I admit that it took a bit of time for me to get into it. The first segment was a telling of the oft-repeated story of the shootings in an Amish school and the community’s seemingly instantaneous forgiveness of the perpetrator. Then the movie headed into the story of a woman who managed to live a happy life despite an abusive childhood and being infected with HIV. I can’t remember much about that segment.
But the next two segments really intrigued me. The first dealt with Terri Jentz, the author of Strange Piece of Paradise, who survived a brutal, anonymous attack. After the attack, she lived through 15 years of torpor and depression. During that time, when someone would ask her about her feelings about her attacker, she would say, “Oh, I’m above that. I’ve forgiven him.” It wasn’t until she started to dig into her case, trying to track her attacker down, that she came alive again. She says near the end of the segment that her 15 years of “forgiveness” were unhealthy for her.
The last segment was about Katherine Ann Power who, during an armed bank robbery to get money to support her Vietnam War protest, was complicit in the killing of a police officer. She managed to evade the law for 23 years, and probably would have done so indefinitely, except that, being overwhelmed by her conscience, she finally turned herself in.
As Whitney told us before the screening, the meaning of forgiveness is under intense debate right now. But I saw an interesting definition arising from these stories. It’s best illustrated with a scene from the movie Stranger than Fiction, where Will Ferrell’s character realizes that he is a character in an in-progress novel. In the middle of the movie, Ferrell decides that if he remains immobile, he can derail the plot and get his life back. So he sits in a chair for hours until his apartment wall is suddenly knocked in by a crane. The plot has come to get him. After that, he becomes a very active main character, tracking down the author and taking control of his story.
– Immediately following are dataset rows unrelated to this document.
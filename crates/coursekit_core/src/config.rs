//! Session defaults for the course store.
//!
//! # Responsibility
//! - Hold creation defaults (subtitles, icons, fallback titles).
//! - Hold the reserved sentinel id used to stage a new lesson's icon.
//!
//! # Invariants
//! - Every field has a default, so partial config documents deserialize.
//! - The sentinel id is never blank and never looks like a generated id.

use serde::{Deserialize, Serialize};
use std::error::Error;
use std::fmt::{Display, Formatter};

/// Default sentinel id for the icon of a lesson that is not created yet.
pub const NEW_LESSON_ICON_TARGET: &str = "new-lesson-icon";

const GENERATED_ID_PREFIXES: &[&str] = &["course-", "sec-", "les-"];

/// Rejected store configuration.
#[derive(Debug, Clone, PartialEq, Eq)]
pub enum ConfigError {
    /// A required text field is blank after trim.
    BlankField(&'static str),
    /// Sentinel id could collide with generated entity ids.
    SentinelCollides(String),
}

impl Display for ConfigError {
    fn fmt(&self, f: &mut Formatter<'_>) -> std::fmt::Result {
        match self {
            Self::BlankField(field) => write!(f, "config field `{field}` must not be blank"),
            Self::SentinelCollides(value) => write!(
                f,
                "sentinel id `{value}` uses a prefix reserved for generated ids"
            ),
        }
    }
}

impl Error for ConfigError {}

/// Creation defaults and reserved ids for one session.
#[derive(Debug, Clone, PartialEq, Eq, Serialize, Deserialize)]
#[serde(default)]
pub struct StoreConfig {
    pub course_subtitle: String,
    pub course_icon: String,
    /// Used when a section is created with a blank title.
    pub section_title: String,
    pub section_icon: String,
    pub lesson_icon: String,
    pub new_lesson_icon_target: String,
}

impl Default for StoreConfig {
    fn default() -> Self {
        Self {
            course_subtitle: "Course module".to_string(),
            course_icon: "📚".to_string(),
            section_title: "New Section".to_string(),
            section_icon: "📑".to_string(),
            lesson_icon: "📄".to_string(),
            new_lesson_icon_target: NEW_LESSON_ICON_TARGET.to_string(),
        }
    }
}

impl StoreConfig {
    /// Checks the invariants above.
    pub fn validate(&self) -> Result<(), ConfigError> {
        for (field, value) in [
            ("section_title", &self.section_title),
            ("lesson_icon", &self.lesson_icon),
            ("new_lesson_icon_target", &self.new_lesson_icon_target),
        ] {
            if value.trim().is_empty() {
                return Err(ConfigError::BlankField(field));
            }
        }
        if GENERATED_ID_PREFIXES
            .iter()
            .any(|prefix| self.new_lesson_icon_target.starts_with(prefix))
        {
            return Err(ConfigError::SentinelCollides(
                self.new_lesson_icon_target.clone(),
            ));
        }
        Ok(())
    }
}

#[cfg(test)]
mod tests {
    use super::{ConfigError, StoreConfig, NEW_LESSON_ICON_TARGET};

    #[test]
    fn defaults_are_valid() {
        let config = StoreConfig::default();
        assert!(config.validate().is_ok());
        assert_eq!(config.new_lesson_icon_target, NEW_LESSON_ICON_TARGET);
    }

    #[test]
    fn partial_document_keeps_other_defaults() {
        let config: StoreConfig =
            serde_json::from_value(serde_json::json!({ "lesson_icon": "📝" })).unwrap();
        assert_eq!(config.lesson_icon, "📝");
        assert_eq!(config.course_subtitle, "Course module");
    }

    #[test]
    fn sentinel_must_not_look_generated() {
        let config = StoreConfig {
            new_lesson_icon_target: "les-draft".to_string(),
            ..StoreConfig::default()
        };
        assert_eq!(
            config.validate(),
            Err(ConfigError::SentinelCollides("les-draft".to_string()))
        );
    }
}
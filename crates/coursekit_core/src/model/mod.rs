//! Course tree domain model.
//!
//! # Responsibility
//! - Define the canonical Course → Section → Lesson shapes read by every view.
//! - Define the partial-field `Patch` record used by the single write path.
//!
//! # Invariants
//! - Every entity is identified by an `EntityId` unique across the whole tree.
//! - Children are held behind `Arc` so snapshots can share untouched nodes.

pub mod course;
pub mod id;
pub mod patch;
pub mod snapshot;
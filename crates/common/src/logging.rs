// Relic - Solidity Recompiler
// Copyright (C) 2024 Zhuo Zhang and Wuqi Zhang
//
// This program is free software: you can redistribute it and/or modify
// it under the terms of the GNU Affero General Public License as published by
// the Free Software Foundation, either version 3 of the License, or
// (at your option) any later version.
//
// This program is distributed in the hope that it will be useful,
// but WITHOUT ANY WARRANTY; without even the implied warranty of
// MERCHANTABILITY or FITNESS FOR A PARTICULAR PURPOSE. See the
// GNU Affero General Public License for more details.
//
// You should have received a copy of the GNU Affero General Public License
// along with this program. If not, see <https://www.gnu.org/licenses/>.

//! Logging configuration for Relic components
//!
//! Provides centralized logging setup with:
//! - Colorful console output with structured formatting
//! - Optional file logging to a temporary directory
//! - Environment variable support (RUST_LOG)
//! - Default INFO level

use eyre::Result;
use std::{env, fs, path::PathBuf, sync::Once};
use tracing::Level;
use tracing_appender::{non_blocking, rolling};
use tracing_subscriber::{
    filter::Directive,
    fmt::{self, format::FmtSpan, time::LocalTime},
    layer::SubscriberExt,
    util::SubscriberInitExt,
    EnvFilter, Layer,
};

/// Initialize logging for a Relic component
///
/// This function sets up:
/// - Structured console logging with timestamps
/// - File logging to a temporary directory with daily rotation
/// - Environment variable support for log levels (RUST_LOG)
/// - Default INFO level if no RUST_LOG is set
///
/// # Arguments
/// * `component_name` - Name of the component (e.g., "relic")
/// * `enable_file_logging` - Whether to also write logs to a file
pub fn init_logging(component_name: &str, enable_file_logging: bool) -> Result<()> {
    let env_filter = default_filter(Level::INFO)?;

    let console_layer = fmt::layer()
        .with_target(true)
        .with_file(true)
        .with_line_number(true)
        .with_span_events(FmtSpan::CLOSE)
        .with_timer(LocalTime::rfc_3339())
        .with_ansi(true)
        .with_writer(std::io::stderr);

    if enable_file_logging {
        let log_dir = create_log_directory(component_name)?;

        let file_appender = rolling::daily(&log_dir, format!("{component_name}.log"));
        let (non_blocking_appender, guard) = non_blocking(file_appender);

        // The worker must outlive every log call of the process.
        std::mem::forget(guard);

        let file_layer = fmt::layer()
            .with_target(true)
            .with_thread_ids(true)
            .with_file(true)
            .with_line_number(true)
            .with_timer(LocalTime::rfc_3339())
            .with_ansi(false)
            .with_writer(non_blocking_appender);

        tracing_subscriber::registry()
            .with(env_filter)
            .with(console_layer.with_filter(filter_for_console()?))
            .with(file_layer)
            .try_init()
            .map_err(|e| eyre::eyre!("Failed to initialize tracing subscriber: {e}"))?;

        tracing::info!(
            component = component_name,
            log_dir = %log_dir.display(),
            "Logging initialized with console and file output"
        );
    } else {
        tracing_subscriber::registry()
            .with(env_filter)
            .with(console_layer.with_filter(filter_for_console()?))
            .try_init()
            .map_err(|e| eyre::eyre!("Failed to initialize tracing subscriber: {e}"))?;

        tracing::debug!(component = component_name, "Logging initialized with console output only");
    }

    Ok(())
}

/// Create log directory in system temp folder
fn create_log_directory(component_name: &str) -> Result<PathBuf> {
    let log_dir = env::temp_dir().join("relic-logs").join(component_name);
    fs::create_dir_all(&log_dir)?;
    Ok(log_dir)
}

fn default_filter(level: Level) -> Result<EnvFilter> {
    EnvFilter::try_from_default_env()
        .or_else(|_| EnvFilter::try_new(level.as_str()))
        .map_err(|e| eyre::eyre!("Failed to create environment filter: {e}"))
}

/// Filter for console output: `RUST_LOG` or INFO, with HTTP client
/// internals capped at WARN.
fn filter_for_console() -> Result<EnvFilter> {
    let mut filter = default_filter(Level::INFO)?;
    for directive in ["hyper=warn", "hyper_util=warn", "reqwest=warn"] {
        filter = filter.add_directive(directive.parse::<Directive>()?);
    }
    Ok(filter)
}

/// Initialize simple logging (console only, compact formatting)
///
/// # Arguments
/// * `level` - The default log level to use
pub fn init_simple_logging(level: Level) -> Result<()> {
    tracing_subscriber::fmt()
        .with_env_filter(default_filter(level)?)
        .with_target(false)
        .with_writer(std::io::stderr)
        .compact()
        .try_init()
        .map_err(|e| eyre::eyre!("Failed to initialize simple logging: {e}"))?;

    Ok(())
}

// Global test logging initialization - ensures logging is only set up once across all tests
static TEST_LOGGING_INIT: Once = Once::new();

/// Safe logging initialization for tests - can be called multiple times without crashing
///
/// Console-only, INFO by default, `RUST_LOG` is respected. Initialization
/// happens at most once per test process.
///
/// # Usage
/// ```rust
/// use relic_common::logging;
/// use tracing::info;
///
/// logging::ensure_test_logging(None);
/// info!("This will work safely in any test!");
/// ```
pub fn ensure_test_logging(default_level: Option<Level>) {
    TEST_LOGGING_INIT.call_once(|| {
        // A failure here means some other subscriber is already installed.
        let _ = init_simple_logging(default_level.unwrap_or(Level::INFO));
    });
}
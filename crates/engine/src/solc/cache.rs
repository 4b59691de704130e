// Relic - Solidity Recompiler
// Copyright (C) 2024 Zhuo Zhang and Wuqi Zhang
//
// This program is free software: you can redistribute it and/or modify
// it under the terms of the GNU Affero General Public License as published by
// the Free Software Foundation, either version 3 of the License, or
// (at your option) any later version.
//
// This program is distributed in the hope that it will be useful,
// but WITHOUT ANY WARRANTY; without even the implied warranty of
// MERCHANTABILITY or FITNESS FOR A PARTICULAR PURPOSE. See the
// GNU Affero General Public License for more details.
//
// You should have received a copy of the GNU Affero General Public License
// along with this program. If not, see <https://www.gnu.org/licenses/>.

//! On-disk cache of compiler builds.
//!
//! A build is stored at `<cache_root>/solc/<platform>/<file>` and is reused as
//! long as a file exists at that path. The content is never checked again
//! after the first write: a corrupted file has to be removed by hand.

use std::{
    fs,
    io::{self, Write},
    path::{Path, PathBuf},
};

use relic_common::{CachePath, RelicCachePath};
use tempfile::NamedTempFile;
use tracing::{debug, info};

use crate::{CacheError, CompilerConfig, CompilerVersion, RemoteFetcher};

/// Cache of native compiler binaries and `soljson` builds.
#[derive(Debug, Clone)]
pub struct BinaryCache {
    root: PathBuf,
    fetcher: RemoteFetcher,
}

impl BinaryCache {
    /// Cache configured from `config`, fetching from its repository.
    pub fn new(config: &CompilerConfig) -> Self {
        Self::with_fetcher(&config.cache_root, RemoteFetcher::new(&config.repository_url))
    }

    /// Cache rooted at `cache_root` using an existing fetcher.
    pub fn with_fetcher(cache_root: impl AsRef<Path>, fetcher: RemoteFetcher) -> Self {
        let root = RelicCachePath::new(Some(cache_root.as_ref()))
            .compiler_cache_dir()
            .unwrap_or_else(|| cache_root.as_ref().join("solc"));
        Self { root, fetcher }
    }

    /// Directory holding every cached build: `<cache_root>/solc`.
    pub fn root(&self) -> &Path {
        &self.root
    }

    /// Local path of `file_name` for `platform`.
    pub fn file_path(&self, platform: &str, file_name: &str) -> PathBuf {
        self.root.join(platform).join(file_name)
    }

    /// Local path of the native binary of `version` for `platform`.
    pub fn binary_path(&self, platform: &str, version: &CompilerVersion) -> PathBuf {
        self.file_path(platform, &version.native_file_name(platform))
    }

    /// Resolve the native binary of `version` for `platform`, downloading it on
    /// first use. Returns `None` when the repository does not publish it.
    pub async fn resolve(
        &self,
        platform: &str,
        version: &CompilerVersion,
    ) -> Result<Option<PathBuf>, CacheError> {
        self.resolve_file(platform, &version.native_file_name(platform)).await
    }

    /// Resolve an arbitrary repository file for `platform`, downloading it on
    /// first use. Returns `None` when the repository does not publish it.
    pub async fn resolve_file(
        &self,
        platform: &str,
        file_name: &str,
    ) -> Result<Option<PathBuf>, CacheError> {
        let path = self.file_path(platform, file_name);
        if path.exists() {
            debug!(path = %path.display(), "using cached compiler");
            return Ok(Some(path));
        }

        let Some(bytes) = self.fetcher.fetch(platform, file_name).await else {
            return Ok(None);
        };

        store(&path, &bytes)?;
        info!(path = %path.display(), size = bytes.len(), "cached compiler");
        Ok(Some(path))
    }
}

/// Write `bytes` to `path` with executable permissions, replacing any stale
/// file. The bytes go to a temporary file first and are renamed into place.
fn store(path: &Path, bytes: &[u8]) -> Result<(), CacheError> {
    let dir = path.parent().unwrap_or_else(|| Path::new("."));
    fs::create_dir_all(dir)
        .map_err(|source| CacheError::CreateDir { path: dir.to_path_buf(), source })?;

    match fs::remove_file(path) {
        Ok(()) => debug!(path = %path.display(), "removed stale compiler"),
        Err(e) if e.kind() == io::ErrorKind::NotFound => {}
        Err(source) => return Err(CacheError::RemoveStale { path: path.to_path_buf(), source }),
    }

    let store_err = |source: io::Error| CacheError::Store { path: path.to_path_buf(), source };
    let mut file = NamedTempFile::new_in(dir).map_err(store_err)?;
    file.write_all(bytes).map_err(store_err)?;
    file.as_file().sync_all().map_err(store_err)?;
    set_executable(file.path()).map_err(store_err)?;
    file.persist(path).map_err(|e| store_err(e.error))?;
    Ok(())
}

#[cfg(unix)]
fn set_executable(path: &Path) -> io::Result<()> {
    use std::os::unix::fs::PermissionsExt;
    fs::set_permissions(path, fs::Permissions::from_mode(0o755))
}

#[cfg(not(unix))]
fn set_executable(_path: &Path) -> io::Result<()> {
    Ok(())
}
As Frances Menlove wrote in the most recent issue of Sunstone, “We all know that the universe isn’t made of atoms; it is made of stories.” Each woman spent a lot of time hiding from her life story. The woman infected with HIV turned to addictive behavior to avoid dealing with her life’s plot points. Jentz pretended that a major character in her life’s story didn’t matter. Power, like Ferrell, hid from the sad stories she had set in motion. They were passive main characters, letting other forces run their lives. And, of course, if you relinquish the story of your life, your soul is bound to start fading. Life seemed to regain richness and meaning when the women actively re-entered their stories.
So perhaps forgiveness is when you become an active protagonist in your life story. It’s when you say, “Here are the pieces of my story. I’m not going to ignore them. I’m going to make something new out of them.”